Philips Screeneo 2.0 – Sound Quality
The bottom half of the bucket contains a three-speaker audio system. Two main drivers and a subwoofer put out 26W of power in a Dolby Digital 2.1 configuration.
The Screeneo 2.0 has a huge advantag over rival projectors with built-in audio in that it keeps the picture and sound close together. The device’s speakers throw their sound wide – at least as wide as a 100in image – and even attempt to introduce a degree of height.
The built-in audio is also able to go louder than any rival, and even serves up some real bass. There’s at least a sense of rumbling beneath action scenes, and this provides for a far more powerful, cinematic feel than the weedy, treble-biassed audio from most projector speakers.
At the highest volumes, action scenes can sound a little harsh. The usually solid bass can occasionally drop out or “phut” as the bass drivers struggle to cope with sustained and/or extreme low-frequency effects. Voices can also become muffled during action scenes. Keep away from the Wide Sound mode, which increases both the harshness and the loss of vocals during action scenes.
One final issue is that there seems to be a very slight delay between the audio and video tracks. This can usually be fixed by tweaking the audio delay feature that most Blu-ray players carry these days. Overall, though, the movie sound pros far outweigh the cons.
The Screeneo 2.0 can even play music streamed from your smartphones and tablets. And it does this well, especially if you take the time tweak the equaliser.
One last thing to mention here is the remote control provided with the Screeneo 2.0. Basically, this is a pretty uninspiring affair thanks to it lacking any backlighting and a tendency for its buttons not to react properly at the first push.
Should I buy a Philips Screeneo 2.0?
The Screeneo 2.0 delivers a formidable mix of convenience and performance that ensures it’s far from the gimmick it might sound on paper. It offers an effective and genuinely innovative solution to a number of traditional living room projection issues, making it unique in its field.

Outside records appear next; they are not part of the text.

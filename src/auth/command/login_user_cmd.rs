use std::sync::Arc;
use async_trait::async_trait;
use serde::Deserialize;
use crate::auth::domain::AuthService;
use crate::core::command::{Command, CommandError};
use crate::users::dto::UserDto;

pub(crate) struct LoginUserCommand {
    auth_service: Arc<dyn AuthService>,
}

impl LoginUserCommand {
    pub(crate) fn new(auth_service: Arc<dyn AuthService>) -> Self {
        Self {
            auth_service,
        }
    }
}

#[derive(Debug, Deserialize)]
pub(crate) struct LoginUserCommandRequest {
    #[serde(default)]
    pub(crate) email: String,
    #[serde(default)]
    pub(crate) password: String,
}

pub(crate) type LoginUserCommandResponse = UserDto;

#[async_trait]
impl Command<LoginUserCommandRequest, LoginUserCommandResponse> for LoginUserCommand {
    async fn execute(&self, req: LoginUserCommandRequest) -> Result<LoginUserCommandResponse, CommandError> {
        self.auth_service.login(req.email.as_str(), req.password.as_str())
            .await.map_err(CommandError::from)
    }
}

#[cfg(test)]
mod tests {
    use std::sync::Arc;
    use async_once::AsyncOnce;
    use lazy_static::lazy_static;
    use uuid::Uuid;
    use crate::auth::command::login_user_cmd::{LoginUserCommand, LoginUserCommandRequest};
    use crate::auth::command::register_user_cmd::{RegisterUserCommand, RegisterUserCommandRequest};
    use crate::auth::domain::AuthService;
    use crate::auth::factory;
    use crate::core::command::{Command, CommandError};
    use crate::core::domain::Configuration;
    use crate::core::repository::RepositoryStore;

    lazy_static! {
        static ref SUT_SVC: AsyncOnce<Arc<dyn AuthService>> = AsyncOnce::new(async {
                factory::create_auth_service(&Configuration::new("test"), RepositoryStore::InMemory).await
            });
    }

    #[tokio::test]
    async fn test_should_run_login_user() {
        let svc = SUT_SVC.get().await.clone();
        let email = format!("{}@org.cc", Uuid::new_v4());
        let register_req = RegisterUserCommandRequest {
            name: "alice".to_string(),
            mobile: "206-555-0100".to_string(),
            email: email.to_string(),
            password: "secret".to_string(),
            role: "Owner".to_string(),
        };
        let _ = RegisterUserCommand::new(svc.clone()).execute(register_req).await.expect("should register user");

        let cmd = LoginUserCommand::new(svc);
        let profile = cmd.execute(LoginUserCommandRequest { email: email.to_string(), password: "secret".to_string() })
            .await.expect("should login user");
        assert_eq!(email, profile.email);

        let res = cmd.execute(LoginUserCommandRequest { email, password: "wrong".to_string() }).await;
        assert!(matches!(res, Err(CommandError::Authentication { message: _, reason_code: _ })));
    }
}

There are some compromises, but these aren’t severe when you consider the multiple advantages. The biggest argument against the Screeneo 2.0 is its £1,500 asking price. You can certainly get projectors that deliver a better picture performance for less; models such as the £800 BenQ W2000. Sony’s phenomenal VPL-HW40ES home-cinema projector is available for the same £1,500.
Then again, the Screeneo 2.0 is much more than simply a projector. It’s a projector for people whose homes may not be compatible with regular projectors. It’s a decent sound system for those who don’t want separate speakers. Furthermore, the mega-sized TVs the Screeneo aims to replace typically cost many times more.
The Screeneo 2.0 outperforms expectations on every front to deliver an innovative and genuinely effective big-screen solution for home-cinema fans.